= Nacional (cocoa bean) =

Variety of cocoa bean

The Nacional, also known as fine aroma cacao and referred in Spanish as fino de aroma. It is a rare variety of cocoa bean native to the regions of South America, including Ecuador and Peru. The Ecuadorian Nacional cacao traces its genetic lineage back as far as 5,500 years.

== History ==
The Ecuadorian Nacional cocoa traces its genetic lineage as far back as 5,500 years, to the earliest-known cacao trees domesticated by humanity.

During the 18th and 19th centuries, Nacional cacao was regarded by many European chocolatiers as the most coveted source of cacao in the world, prized for its distinctive floral aroma and complex flavor profile. This period marked the golden era of Ecuadorian cacao.
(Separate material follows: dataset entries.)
//! Walks a small edge-list graph through a traversal chain.
//!
//! Named traversals move between node sets; unregistered calls such as
//! `count` land on the cursor object the chain ends up holding.

use std::collections::BTreeMap;
use std::fs;
use std::path::PathBuf;
use std::sync::Arc;

use anyhow::{bail, Context, Result};
use clap::Parser;
use log::info;
use serde::Deserialize;

use trekker::{check_arity, Chain, OperationSet, Registry, Value};

#[derive(Parser, Debug)]
#[command(
    name = "walk_demo",
    about = "Chain named traversals over a small edge-list graph"
)]
struct Args {
    /// JSON edge-list file; a built-in sample is used when omitted.
    #[arg(long)]
    graph: Option<PathBuf>,

    /// Node to start the walk from.
    #[arg(long, default_value = "alice")]
    from: String,

    /// Edge label to follow.
    #[arg(long, default_value = "follows")]
    label: String,
}

/// Edge list as stored on disk: `{"edges": [["alice", "follows", "bob"]]}`.
#[derive(Debug, Deserialize)]
struct GraphConfig {
    edges: Vec<(String, String, String)>,
}

#[derive(Debug)]
struct Graph {
    outgoing: BTreeMap<String, Vec<(String, String)>>,
}

impl Graph {
    fn from_config(config: GraphConfig) -> Self {
        let mut outgoing: BTreeMap<String, Vec<(String, String)>> = BTreeMap::new();
        for (source, label, target) in config.edges {
            outgoing.entry(source).or_default().push((label, target));
        }
        Self { outgoing }
    }

    fn sample() -> Self {
        let edge = |s: &str, l: &str, t: &str| (s.to_string(), l.to_string(), t.to_string());
        Self::from_config(GraphConfig {
            edges: vec![
                edge("alice", "follows", "bob"),
                edge("alice", "follows", "dave"),
                edge("bob", "follows", "carol"),
                edge("dave", "follows", "carol"),
                edge("carol", "follows", "erin"),
            ],
        })
    }

    fn neighbors(&self, node: &str, label: &str) -> Vec<String> {
        match self.outgoing.get(node) {
            Some(edges) => edges
                .iter()
                .filter(|(edge_label, _)| edge_label == label)
                .map(|(_, target)| target.clone())
                .collect(),
            None => Vec::new(),
        }
    }
}

/// Terminal cursor over the nodes a walk reached. Exposes read-only native
/// operations so unregistered calls can land on it.
#[derive(Debug)]
struct NodeCursor {
    nodes: Vec<String>,
}

impl OperationSet for NodeCursor {
    fn responds_to(&self, name: &str) -> bool {
        matches!(name, "count" | "names" | "first")
    }

    fn call(&self, name: &str, args: &[Value]) -> Result<Value> {
        check_arity(name, args, 0)?;
        match name {
            "count" => Ok(Value::Int(self.nodes.len() as i64)),
            "names" => Ok(Value::List(
                self.nodes.iter().map(|n| Value::from(n.as_str())).collect(),
            )),
            "first" => Ok(self
                .nodes
                .first()
                .map(|n| Value::from(n.as_str()))
                .unwrap_or(Value::Empty)),
            other => bail!("unexpected operation `{}`", other),
        }
    }
}

fn node_names(state: &Value) -> Result<Vec<String>> {
    match state {
        Value::Text(node) => Ok(vec![node.clone()]),
        Value::List(items) => items
            .iter()
            .map(|item| {
                item.as_text()
                    .map(str::to_string)
                    .context("node list holds a non-text value")
            })
            .collect(),
        other => bail!("expected a node list, got {} state", other.kind()),
    }
}

fn build_registry(graph: Arc<Graph>) -> Registry {
    let mut registry = Registry::new();

    registry.register("start", |_state, args| {
        check_arity("start", args, 1)?;
        let node = args[0].as_text().context("`start` takes a node name")?;
        Ok(Value::List(vec![Value::from(node)]))
    });

    registry.register("out", move |state, args| {
        check_arity("out", args, 1)?;
        let label = args[0].as_text().context("`out` takes an edge label")?;
        let mut next = Vec::new();
        for node in node_names(&state)? {
            next.extend(graph.neighbors(&node, label));
        }
        Ok(Value::List(next.into_iter().map(Value::from).collect()))
    });

    registry.register("unique", |state, args| {
        check_arity("unique", args, 0)?;
        let mut nodes = node_names(&state)?;
        nodes.sort_unstable();
        nodes.dedup();
        Ok(Value::List(nodes.into_iter().map(Value::from).collect()))
    });

    registry.register("as_cursor", |state, args| {
        check_arity("as_cursor", args, 0)?;
        let nodes = node_names(&state)?;
        Ok(Value::object(NodeCursor { nodes }))
    });

    registry
}

fn main() -> Result<()> {
    env_logger::init();
    let args = Args::parse();

    let graph = Arc::new(match &args.graph {
        Some(path) => {
            let raw = fs::read_to_string(path)
                .with_context(|| format!("reading {}", path.display()))?;
            Graph::from_config(serde_json::from_str(&raw)?)
        }
        None => Graph::sample(),
    });

    let registry = build_registry(graph);
    info!("{} traversals registered", registry.len());

    let label = Value::from(args.label.as_str());
    let mut chain = Chain::new(&registry);
    chain
        .invoke("start", &[Value::from(args.from.as_str())])?
        .invoke("out", &[label.clone()])?
        .invoke("out", &[label])?
        .invoke("unique", &[])?;
    let reached = node_names(chain.result())?;
    println!(
        "two `{}` hops out from {}: {}",
        args.label,
        args.from,
        reached.join(", ")
    );

    // `count` is not registered; it reaches the cursor by delegation.
    chain.invoke("as_cursor", &[])?.invoke("count", &[])?;
    match chain.result().as_int() {
        Some(count) => println!("nodes reached: {}", count),
        None => bail!("`count` did not return an int"),
    }

    Ok(())
}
However, this prosperity came to an abrupt end in 1916, when an outbreak of witches’ broom disease devastated Nacional cacao throughout the country.
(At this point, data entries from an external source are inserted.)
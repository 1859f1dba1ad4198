//! Name to traversal-function lookup table.

use std::collections::HashMap;

use anyhow::{bail, Result};

use super::error::DispatchError;
use crate::types::Value;

/// Signature every registered traversal follows: current state in, next
/// state out. Bodies report their own failures through `anyhow`.
pub type TraversalFn = Box<dyn Fn(Value, &[Value]) -> Result<Value> + Send + Sync>;

/// Lookup table mapping traversal names to functions.
///
/// Populated by the consumer at startup and only read by the dispatch
/// chain afterwards. Entry identity is the name; re-registration
/// overwrites.
#[derive(Default)]
pub struct Registry {
    traversals: HashMap<String, TraversalFn>,
}

impl Registry {
    pub fn new() -> Self {
        Self {
            traversals: HashMap::new(),
        }
    }

    /// Install a traversal under `name`, replacing any previous entry.
    ///
    /// No arity validation happens here; an argument mismatch surfaces at
    /// call time as a failure from the traversal body itself.
    pub fn register<F>(&mut self, name: impl Into<String>, traversal: F)
    where
        F: Fn(Value, &[Value]) -> Result<Value> + Send + Sync + 'static,
    {
        self.traversals.insert(name.into(), Box::new(traversal));
    }

    /// Existence check consulted before every invocation. Never fails.
    pub fn has(&self, name: &str) -> bool {
        self.traversals.contains_key(name)
    }

    /// Run the traversal registered under `name` as `fn(state, args)` and
    /// return its result unmodified.
    ///
    /// Callers check `has` first; an unknown name here still comes back as
    /// a typed error rather than a panic.
    pub fn invoke(&self, name: &str, state: Value, args: &[Value]) -> Result<Value, DispatchError> {
        match self.traversals.get(name) {
            Some(traversal) => traversal(state, args).map_err(DispatchError::Operation),
            None => Err(DispatchError::UnknownTraversal(name.to_string())),
        }
    }

    pub fn len(&self) -> usize {
        self.traversals.len()
    }

    pub fn is_empty(&self) -> bool {
        self.traversals.is_empty()
    }
}

/// Arity guard for traversal and operation bodies with a fixed argument
/// count. An argument-count mismatch is an execution failure of the found
/// operation, distinct from an unresolved name.
pub fn check_arity(name: &str, args: &[Value], expected: usize) -> Result<()> {
    if args.len() != expected {
        bail!(
            "`{}` takes {} argument(s), got {}",
            name,
            expected,
            args.len()
        );
    }
    Ok(())
}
Following the disease outbreak, germplasm from foreign cacao varieties was introduced beginning in the 1930s, leading to widespread hybridization of Ecuadorian cacao. By the early of the 21st century, most experts believed that the pure Nacional genotype no longer existed.

Today, pure National genotypes are extremely rare, as most remaining varieties have been interbred with other cocoa types.

In 2009, Ecuador's agricultural research institute, the Instituto Nacional de Investigaciones Agropecuarias (INIAP), collected DNA samples from cacao trees throughout Ecuador. Of the 11,000 samples tested, only six trees were confirmed to be 100% genetically pure Nacional cacao, representing just 0.05% of the trees analyzed.

In 2013, groves of 100–120 year old cocoa trees were discovered by To'ak Chocolate in the Piedra de Plata vally, located in the mountainous Arriba cacao-growing region of Manabi province, Ecuador. With support from the Heirloom Cacao Preservation fund (HCP), along with Freddy Amores (director of INIAP), and Dr. Lyndel Meinhardt of the USDA-ARS, DNA testing was conducted on a small sample of these trees. Of the sixteen mature trees tested, nine were confirmed to be genetically pure Nacional, increasing the total number of DNA-verified pure Nacional trees in Ecuador to fifteen.